►

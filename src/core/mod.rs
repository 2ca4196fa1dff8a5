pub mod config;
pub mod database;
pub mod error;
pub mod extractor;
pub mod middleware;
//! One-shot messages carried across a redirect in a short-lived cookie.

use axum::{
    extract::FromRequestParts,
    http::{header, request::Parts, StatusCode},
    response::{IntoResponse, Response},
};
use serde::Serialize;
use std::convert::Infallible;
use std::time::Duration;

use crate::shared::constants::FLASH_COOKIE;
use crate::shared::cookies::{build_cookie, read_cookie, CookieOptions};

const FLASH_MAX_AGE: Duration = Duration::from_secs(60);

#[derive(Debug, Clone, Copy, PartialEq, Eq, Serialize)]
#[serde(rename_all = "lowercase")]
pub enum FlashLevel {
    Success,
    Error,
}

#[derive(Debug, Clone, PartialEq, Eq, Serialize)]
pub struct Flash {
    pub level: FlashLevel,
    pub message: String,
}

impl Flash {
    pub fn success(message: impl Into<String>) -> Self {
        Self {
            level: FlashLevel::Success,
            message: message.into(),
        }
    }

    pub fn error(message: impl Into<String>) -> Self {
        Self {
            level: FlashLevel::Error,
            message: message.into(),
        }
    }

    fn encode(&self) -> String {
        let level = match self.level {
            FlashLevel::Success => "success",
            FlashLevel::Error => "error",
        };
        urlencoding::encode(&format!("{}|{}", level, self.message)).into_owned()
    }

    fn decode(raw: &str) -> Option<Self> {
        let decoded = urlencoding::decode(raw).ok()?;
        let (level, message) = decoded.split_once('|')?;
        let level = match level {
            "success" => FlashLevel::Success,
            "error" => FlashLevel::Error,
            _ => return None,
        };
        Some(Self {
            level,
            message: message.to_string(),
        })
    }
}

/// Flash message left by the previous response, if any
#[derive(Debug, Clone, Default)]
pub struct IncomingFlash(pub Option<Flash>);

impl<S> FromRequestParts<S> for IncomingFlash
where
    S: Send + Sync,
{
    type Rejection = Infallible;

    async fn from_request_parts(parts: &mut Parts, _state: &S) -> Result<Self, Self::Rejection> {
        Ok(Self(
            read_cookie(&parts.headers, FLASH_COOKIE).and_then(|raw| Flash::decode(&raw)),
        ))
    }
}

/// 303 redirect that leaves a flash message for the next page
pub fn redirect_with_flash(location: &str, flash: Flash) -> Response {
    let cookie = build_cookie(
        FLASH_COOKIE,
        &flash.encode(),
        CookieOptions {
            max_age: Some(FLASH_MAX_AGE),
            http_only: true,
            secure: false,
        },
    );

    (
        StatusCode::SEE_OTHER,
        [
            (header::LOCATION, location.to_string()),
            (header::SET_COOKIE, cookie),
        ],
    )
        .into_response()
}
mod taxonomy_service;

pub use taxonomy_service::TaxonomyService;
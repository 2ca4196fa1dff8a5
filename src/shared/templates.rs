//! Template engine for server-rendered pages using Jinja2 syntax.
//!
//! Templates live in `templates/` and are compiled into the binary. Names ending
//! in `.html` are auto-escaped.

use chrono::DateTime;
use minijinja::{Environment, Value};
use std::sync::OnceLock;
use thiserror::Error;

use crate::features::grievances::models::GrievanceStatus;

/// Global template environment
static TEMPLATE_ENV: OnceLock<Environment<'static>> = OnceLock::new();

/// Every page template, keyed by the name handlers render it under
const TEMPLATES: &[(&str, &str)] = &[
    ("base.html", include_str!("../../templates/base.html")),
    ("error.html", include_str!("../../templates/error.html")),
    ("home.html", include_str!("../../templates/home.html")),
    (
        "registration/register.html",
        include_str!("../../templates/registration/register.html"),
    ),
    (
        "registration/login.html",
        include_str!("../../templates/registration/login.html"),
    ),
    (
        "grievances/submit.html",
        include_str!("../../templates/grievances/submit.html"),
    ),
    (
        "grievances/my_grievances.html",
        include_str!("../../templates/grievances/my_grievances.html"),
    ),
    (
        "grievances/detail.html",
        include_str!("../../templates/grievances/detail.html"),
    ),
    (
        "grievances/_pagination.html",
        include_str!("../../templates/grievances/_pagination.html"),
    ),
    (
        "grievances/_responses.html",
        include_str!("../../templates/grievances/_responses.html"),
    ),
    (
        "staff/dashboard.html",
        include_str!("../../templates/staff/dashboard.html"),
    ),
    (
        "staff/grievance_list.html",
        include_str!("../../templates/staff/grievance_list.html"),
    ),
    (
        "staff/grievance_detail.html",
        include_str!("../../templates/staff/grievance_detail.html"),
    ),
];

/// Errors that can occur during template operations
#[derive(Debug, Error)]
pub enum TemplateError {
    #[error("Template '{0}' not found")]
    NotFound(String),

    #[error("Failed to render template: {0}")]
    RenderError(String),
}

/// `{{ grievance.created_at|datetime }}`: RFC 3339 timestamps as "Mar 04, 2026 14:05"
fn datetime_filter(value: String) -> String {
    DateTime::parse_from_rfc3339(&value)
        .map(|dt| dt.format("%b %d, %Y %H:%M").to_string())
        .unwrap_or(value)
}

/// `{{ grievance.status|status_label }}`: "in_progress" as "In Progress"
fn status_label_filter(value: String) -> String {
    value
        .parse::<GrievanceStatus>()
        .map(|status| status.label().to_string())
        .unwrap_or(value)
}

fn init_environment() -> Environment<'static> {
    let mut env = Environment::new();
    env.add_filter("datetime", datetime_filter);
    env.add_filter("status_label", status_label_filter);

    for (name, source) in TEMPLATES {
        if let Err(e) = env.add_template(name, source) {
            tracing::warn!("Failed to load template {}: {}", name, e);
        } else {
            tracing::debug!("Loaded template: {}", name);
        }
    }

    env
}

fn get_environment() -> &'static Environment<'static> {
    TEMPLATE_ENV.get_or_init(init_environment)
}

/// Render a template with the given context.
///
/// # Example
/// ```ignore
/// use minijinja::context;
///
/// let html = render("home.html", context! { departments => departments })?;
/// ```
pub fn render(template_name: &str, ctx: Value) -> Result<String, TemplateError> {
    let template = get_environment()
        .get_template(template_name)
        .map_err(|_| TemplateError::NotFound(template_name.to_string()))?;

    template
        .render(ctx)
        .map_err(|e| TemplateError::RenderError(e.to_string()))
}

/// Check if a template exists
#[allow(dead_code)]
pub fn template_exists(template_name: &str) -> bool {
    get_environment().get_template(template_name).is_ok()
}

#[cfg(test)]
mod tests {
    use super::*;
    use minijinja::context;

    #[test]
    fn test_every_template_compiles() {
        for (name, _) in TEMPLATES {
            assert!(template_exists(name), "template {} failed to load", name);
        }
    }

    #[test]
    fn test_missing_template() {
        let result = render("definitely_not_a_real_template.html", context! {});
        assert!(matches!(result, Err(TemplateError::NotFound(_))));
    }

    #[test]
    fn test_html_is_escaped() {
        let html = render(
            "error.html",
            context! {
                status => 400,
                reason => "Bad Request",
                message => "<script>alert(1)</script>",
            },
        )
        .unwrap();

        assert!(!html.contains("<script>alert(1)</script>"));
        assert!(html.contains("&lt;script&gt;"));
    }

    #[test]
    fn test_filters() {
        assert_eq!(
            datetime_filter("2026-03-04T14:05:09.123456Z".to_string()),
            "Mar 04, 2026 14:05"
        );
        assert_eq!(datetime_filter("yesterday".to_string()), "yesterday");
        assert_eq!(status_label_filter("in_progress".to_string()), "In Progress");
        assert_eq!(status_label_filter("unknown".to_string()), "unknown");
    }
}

◄

Required action: Repeat every line exactly, starting with the first line of the entries, and stop once the line containing "use crate::shared::constants::FLASH_COOKIE;" has been given.

Final answer:
filename src/core/mod.rs
repository 2ca4196fa1dff8a5
pub mod config;
pub mod database;
pub mod error;
pub mod extractor;
pub mod middleware;
//! One-shot messages carried across a redirect in a short-lived cookie.

use axum::{
    extract::FromRequestParts,
    http::{header, request::Parts, StatusCode},
    response::{IntoResponse, Response},
};
use serde::Serialize;
use std::convert::Infallible;
use std::time::Duration;

use crate::shared::constants::FLASH_COOKIE;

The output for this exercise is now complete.